**TRY IT:** Copy each line in the data below that contains the word "first".

(MATERIAL SUPPLIED begins)

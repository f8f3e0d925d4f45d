//! C-Gear IV search
//!
//! Entralink and C-Gear encounters draw IVs from MT19937 seeded with the
//! 32-bit C-Gear seed. The game consumes 20 outputs first, so the earliest
//! reachable frame is 21.

use crate::app::search::{FrameSearcher, Search, scan_window};
use crate::domain::criteria::{CriteriaError, ExpectedResults, FrameRange, IvCriteria, ResultEstimate};
use crate::domain::frame::{Gen5IvGenerator, Gen5IvKind};
use crate::domain::seed::CGearSeed;
use crate::domain::seed_gen::{CGearSeedGenerator, ClockRange, SeedGenerator, Timed};
use crate::domain::types::Ivs;
use serde::{Deserialize, Serialize};

#[derive(Clone, Copy, Debug, PartialEq, Eq, Serialize, Deserialize)]
pub struct CGearCriteria {
    pub clock: ClockRange,
    pub min_delay: u32,
    pub max_delay: u32,
    pub mac_address: u64,
    pub ivs: IvCriteria,
    /// Absolute IV frames (the first reachable one is 21)
    pub frames: FrameRange,
    pub roamer: bool,
}

#[derive(Clone, Copy, Debug, PartialEq, Eq, Hash, Serialize, Deserialize)]
pub struct CGearResult {
    pub seed: Timed<CGearSeed>,
    pub frame: u32,
    pub ivs: Ivs,
}

#[derive(Clone, Debug)]
pub struct CGearSearch {
    criteria: CGearCriteria,
}

impl CGearSearch {
    pub fn new(criteria: CGearCriteria) -> Result<Self, CriteriaError> {
        let search = Self { criteria };
        search.seeds()?;
        Ok(search)
    }

    fn kind(&self) -> Gen5IvKind {
        if self.criteria.roamer { Gen5IvKind::Roamer } else { Gen5IvKind::Normal }
    }
}

impl FrameSearcher for CGearSearch {
    type Seed = Timed<CGearSeed>;
    type Result = CGearResult;

    fn search_seed(&self, seed: Timed<CGearSeed>, on_match: &mut dyn FnMut(CGearResult)) {
        let c = &self.criteria;
        let mut generator = Gen5IvGenerator::cgear(seed.seed, self.kind());
        scan_window(&mut generator, c.frames, |frame| {
            if c.ivs.matches(frame.ivs) {
                on_match(CGearResult {
                    seed,
                    frame: frame.number,
                    ivs: frame.ivs,
                });
            }
        });
    }
}

impl Search for CGearSearch {
    type Seeds = CGearSeedGenerator;

    fn seeds(&self) -> Result<CGearSeedGenerator, CriteriaError> {
        let c = &self.criteria;
        CGearSeedGenerator::new(&c.clock, c.min_delay, c.max_delay, c.mac_address)
    }
}

impl ExpectedResults for CGearSearch {
    fn expected_number_of_results(&self) -> Result<u64, CriteriaError> {
        let c = &self.criteria;
        Ok(ResultEstimate::new(self.seeds()?.num_seeds(), c.frames.len())
            .ivs(&c.ivs)?
            .value())
    }
}
//! Domain layer - Pure computational logic
//!
//! This module contains PRNG replays, seed derivation and enumeration, and
//! search criteria without I/O dependencies.

pub mod cache_format;
pub mod criteria;
pub mod frame;
pub mod rng;
pub mod seed;
pub mod seed_gen;
pub mod types;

(MATERIAL SUPPLIED ends)

**RESULT OF THE EXERCISE:**
//! 32-bit C-Gear seed. The game consumes 20 outputs first, so the earliest
    /// Absolute IV frames (the first reachable one is 21)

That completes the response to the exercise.